I’m not so sure of that. I’m not dead but no stronger. I ended up with sz. I’m still reeling.
I think that’s mostly just true with exercise.
I’d say “what doesn’t kill you makes you stranger”.
I’m a pretty strange human 
If we all got healed tomorrow I’m sure some of us would be a lot stronger for having learned to live with schizophrenia. Fingers crossed for the magic injection that heals all illnesses and is discovered by accident like penicillin…
I feel like sz has made me stronger and a better person.
Well, I was smacked with a good dose of reality but I suffered too much to say I wouldn’t have wished to learn in a more gentle way.
How are you stronger and better?
I feel blessed to be not working, and have so much time with my dogs, its really been a nice experience to be around them for so long out of the day.
I know for sure that I’m lucky there.
I know that I’ve grown a bit of a thicker skin.
Stronger= If I’m ever sane again I feel like I can handle anything.
Better= I wasn’t a horrible person but I had a lot of flaws. I’ve improved a lot of those character deficiencies.
Sorry once I developed schiz I became permanently weak.

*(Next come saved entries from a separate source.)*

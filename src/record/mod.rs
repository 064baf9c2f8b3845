//! Lua-table record format
//!
//! Project and config files are a restricted subset of Lua: a sequence of
//! `name = value` assignments where values are numbers, strings, booleans,
//! `nil` or table constructors. No code is executed; the text is parsed
//! straight into a [`Table`] tree.
//!
//! Reading goes through [`Record`], which tracks the dotted path of the
//! table being read so that errors name the exact field at fault.

mod lexer;
mod parser;
mod writer;

pub use parser::parse;
pub use writer::{
    boolean, color, integer, number, pair_f32, pair_i32, rect, string, vec2, RecordWriter,
};

use std::collections::BTreeMap;
use thiserror::Error;

/// Syntax error in a record file
#[derive(Debug, Clone, PartialEq, Error)]
#[error("line {line}: {message}")]
pub struct SyntaxError {
    pub message: String,
    pub line: usize,
}

impl SyntaxError {
    pub fn new(message: impl Into<String>, line: usize) -> Self {
        Self { message: message.into(), line }
    }
}

/// Missing or mistyped field
#[derive(Debug, Clone, PartialEq, Error)]
#[non_exhaustive]
pub enum FieldError {
    #[error("missing field '{path}'")]
    Missing { path: String },
    #[error("field '{path}' should be {expected}, found {found}")]
    WrongType { path: String, expected: &'static str, found: &'static str },
}

impl FieldError {
    /// Dotted path of the offending field
    pub fn path(&self) -> &str {
        match self {
            FieldError::Missing { path } => path,
            FieldError::WrongType { path, .. } => path,
        }
    }
}

/// A parsed value
#[derive(Debug, Clone, PartialEq)]
pub enum Value {
    Nil,
    Bool(bool),
    Int(i64),
    Float(f64),
    Str(String),
    Table(Table),
}

impl Value {
    /// Lua-style type name used in error messages
    pub fn type_name(&self) -> &'static str {
        match self {
            Value::Nil => "nil",
            Value::Bool(_) => "boolean",
            Value::Int(_) => "integer",
            Value::Float(_) => "number",
            Value::Str(_) => "string",
            Value::Table(_) => "table",
        }
    }

    pub fn as_f64(&self) -> Option<f64> {
        match self {
            Value::Int(i) => Some(*i as f64),
            Value::Float(f) => Some(*f),
            _ => None,
        }
    }

    /// Integer view; floats with an integral value are accepted
    pub fn as_i64(&self) -> Option<i64> {
        match self {
            Value::Int(i) => Some(*i),
            Value::Float(f) if f.fract() == 0.0 && f.is_finite() => Some(*f as i64),
            _ => None,
        }
    }

    pub fn as_table(&self) -> Option<&Table> {
        match self {
            Value::Table(t) => Some(t),
            _ => None,
        }
    }
}

/// A table constructor: named fields plus a positional array part
#[derive(Debug, Clone, Default, PartialEq)]
pub struct Table {
    fields: BTreeMap<String, Value>,
    array: Vec<Value>,
}

impl Table {
    pub fn new() -> Self {
        Self::default()
    }

    pub fn get(&self, name: &str) -> Option<&Value> {
        self.fields.get(name)
    }

    pub fn get_mut(&mut self, name: &str) -> Option<&mut Value> {
        self.fields.get_mut(name)
    }

    pub fn get_table_mut(&mut self, name: &str) -> Option<&mut Table> {
        match self.fields.get_mut(name) {
            Some(Value::Table(t)) => Some(t),
            _ => None,
        }
    }

    pub fn contains(&self, name: &str) -> bool {
        self.fields.contains_key(name)
    }

    /// Assign a named field. Assigning `nil` removes it.
    pub fn insert(&mut self, name: impl Into<String>, value: Value) {
        let name = name.into();
        if value == Value::Nil {
            self.fields.remove(&name);
        } else {
            self.fields.insert(name, value);
        }
    }

    /// Insert only when the field is absent
    pub fn insert_default(&mut self, name: &str, value: Value) {
        if !self.fields.contains_key(name) {
            self.insert(name, value);
        }
    }

    pub fn remove(&mut self, name: &str) -> Option<Value> {
        self.fields.remove(name)
    }

    pub fn push(&mut self, value: Value) {
        self.array.push(value);
    }

    pub fn array(&self) -> &[Value] {
        &self.array
    }

    pub fn array_mut(&mut self) -> &mut Vec<Value> {
        &mut self.array
    }

    pub fn field_names(&self) -> impl Iterator<Item = &str> {
        self.fields.keys().map(String::as_str)
    }

    /// Build a table of named fields
    pub fn from_fields<I, S>(fields: I) -> Self
    where
        I: IntoIterator<Item = (S, Value)>,
        S: Into<String>,
    {
        let mut table = Table::new();
        for (name, value) in fields {
            table.insert(name, value);
        }
        table
    }
}

/// Conversion from a parsed [`Value`]
pub trait FromValue: Sized {
    /// Description of the accepted shape, for error messages
    const EXPECTED: &'static str;

    fn from_value(value: &Value) -> Option<Self>;
}

impl FromValue for f64 {
    const EXPECTED: &'static str = "a number";

    fn from_value(value: &Value) -> Option<Self> {
        value.as_f64()
    }
}

impl FromValue for f32 {
    const EXPECTED: &'static str = "a number";

    fn from_value(value: &Value) -> Option<Self> {
        value.as_f64().map(|v| v as f32)
    }
}

impl FromValue for i32 {
    const EXPECTED: &'static str = "an integer";

    fn from_value(value: &Value) -> Option<Self> {
        value.as_i64().and_then(|v| i32::try_from(v).ok())
    }
}

impl FromValue for u32 {
    const EXPECTED: &'static str = "a non-negative integer";

    fn from_value(value: &Value) -> Option<Self> {
        value.as_i64().and_then(|v| u32::try_from(v).ok())
    }
}

impl FromValue for u64 {
    const EXPECTED: &'static str = "a non-negative integer";

    fn from_value(value: &Value) -> Option<Self> {
        value.as_i64().and_then(|v| u64::try_from(v).ok())
    }
}

impl FromValue for bool {
    const EXPECTED: &'static str = "a boolean";

    fn from_value(value: &Value) -> Option<Self> {
        match value {
            Value::Bool(b) => Some(*b),
            _ => None,
        }
    }
}

impl FromValue for String {
    const EXPECTED: &'static str = "a string";

    fn from_value(value: &Value) -> Option<Self> {
        match value {
            Value::Str(s) => Some(s.clone()),
            _ => None,
        }
    }
}

/// Read cursor over a table, carrying its path for error messages
#[derive(Debug, Clone)]
pub struct Record<'a> {
    table: &'a Table,
    path: String,
}

impl<'a> Record<'a> {
    /// Cursor over the top level of a file
    pub fn root(table: &'a Table) -> Self {
        Self { table, path: String::new() }
    }

    pub fn path(&self) -> &str {
        &self.path
    }

    pub fn table(&self) -> &'a Table {
        self.table
    }

    fn field_path(&self, name: &str) -> String {
        if self.path.is_empty() {
            name.to_string()
        } else {
            format!("{}.{}", self.path, name)
        }
    }

    fn element_path(&self, index: usize) -> String {
        // Arrays are 1-based in the file format
        format!("{}[{}]", self.path, index + 1)
    }

    fn convert<T: FromValue>(value: &Value, path: String) -> Result<T, FieldError> {
        T::from_value(value).ok_or(FieldError::WrongType {
            path,
            expected: T::EXPECTED,
            found: value.type_name(),
        })
    }

    /// Read an optional field. Absent is `Ok(None)`, present but of the
    /// wrong type is an error.
    pub fn try_field<T: FromValue>(&self, name: &str) -> Result<Option<T>, FieldError> {
        match self.table.get(name) {
            None => Ok(None),
            Some(value) => Self::convert(value, self.field_path(name)).map(Some),
        }
    }

    /// Read a mandatory field
    pub fn field<T: FromValue>(&self, name: &str) -> Result<T, FieldError> {
        self.try_field(name)?.ok_or_else(|| FieldError::Missing { path: self.field_path(name) })
    }

    /// Read an optional field, falling back to `default` when absent
    pub fn field_or<T: FromValue>(&self, name: &str, default: T) -> Result<T, FieldError> {
        Ok(self.try_field(name)?.unwrap_or(default))
    }

    /// Descend into an optional nested table
    pub fn try_record(&self, name: &str) -> Result<Option<Record<'a>>, FieldError> {
        match self.table.get(name) {
            None => Ok(None),
            Some(Value::Table(table)) => Ok(Some(Record { table, path: self.field_path(name) })),
            Some(other) => Err(FieldError::WrongType {
                path: self.field_path(name),
                expected: "a table",
                found: other.type_name(),
            }),
        }
    }

    /// Descend into a mandatory nested table
    pub fn record(&self, name: &str) -> Result<Record<'a>, FieldError> {
        self.try_record(name)?.ok_or_else(|| FieldError::Missing { path: self.field_path(name) })
    }

    /// Length of the positional part
    pub fn len(&self) -> usize {
        self.table.array().len()
    }

    pub fn is_empty(&self) -> bool {
        self.table.array().is_empty()
    }

    /// Read the positional element at zero-based `index`
    pub fn element<T: FromValue>(&self, index: usize) -> Result<T, FieldError> {
        match self.table.array().get(index) {
            None => Err(FieldError::Missing { path: self.element_path(index) }),
            Some(value) => Self::convert(value, self.element_path(index)),
        }
    }

    /// Descend into the positional table element at zero-based `index`
    pub fn element_record(&self, index: usize) -> Result<Record<'a>, FieldError> {
        match self.table.array().get(index) {
            None => Err(FieldError::Missing { path: self.element_path(index) }),
            Some(Value::Table(table)) => Ok(Record { table, path: self.element_path(index) }),
            Some(other) => Err(FieldError::WrongType {
                path: self.element_path(index),
                expected: "a table",
                found: other.type_name(),
            }),
        }
    }
}

#[cfg(test)]
mod tests {
    use super::*;

    fn sample() -> Table {
        parse("a = 1\nb = { c = true, \"x\", 2.5 }\ns = 'hi'\n").unwrap()
    }

    #[test]
    fn test_try_field_absent_and_present() {
        let table = sample();
        let root = Record::root(&table);
        assert_eq!(root.try_field::<i32>("a"), Ok(Some(1)));
        assert_eq!(root.try_field::<i32>("zzz"), Ok(None));
        assert_eq!(root.field_or("zzz", 7i32), Ok(7));
    }

    #[test]
    fn test_field_missing_reports_path() {
        let table = sample();
        let b = Record::root(&table).record("b").unwrap();
        let err = b.field::<bool>("d").unwrap_err();
        assert_eq!(err, FieldError::Missing { path: "b.d".to_string() });
        assert_eq!(err.to_string(), "missing field 'b.d'");
    }

    #[test]
    fn test_wrong_type() {
        let table = sample();
        let err = Record::root(&table).field::<bool>("s").unwrap_err();
        assert_eq!(
            err.to_string(),
            "field 's' should be a boolean, found string"
        );
    }

    #[test]
    fn test_positional_elements() {
        let table = sample();
        let b = Record::root(&table).record("b").unwrap();
        assert_eq!(b.len(), 2);
        assert_eq!(b.element::<String>(0), Ok("x".to_string()));
        assert_eq!(b.element::<f32>(1), Ok(2.5));
        assert_eq!(b.element::<f32>(2).unwrap_err().path(), "b[3]");
        assert!(b.element_record(0).is_err());
    }

    #[test]
    fn test_integral_float_reads_as_integer() {
        let table = parse("n = 3.0\nm = 3.5\nneg = -1").unwrap();
        let root = Record::root(&table);
        assert_eq!(root.field::<i32>("n"), Ok(3));
        assert!(root.field::<i32>("m").is_err());
        assert!(root.field::<u32>("neg").is_err());
        assert_eq!(root.field::<i32>("neg"), Ok(-1));
    }

    #[test]
    fn test_insert_nil_removes() {
        let mut table = sample();
        table.insert("a", Value::Nil);
        assert!(!table.contains("a"));
        table.insert_default("s", Value::Int(1));
        assert_eq!(table.get("s"), Some(&Value::Str("hi".to_string())));
    }
}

I feel like my suffering helps me help others better. At least to those who have experienced similar things.
I ended up with sz also.
If anyone tells me of this regarding my trauma, I just don’t know what to say.
Sound like trauma let meme I steal from tumblr explain how I feel

BIG MOOD 
I’d say those tears are more than a mood.
Schizo affective disorder doesn’t seem to be making me stronger. I don’t hear those voices now, but they’ve said things that tore me down big time. However, I can quote that saying if I have to switch meds again.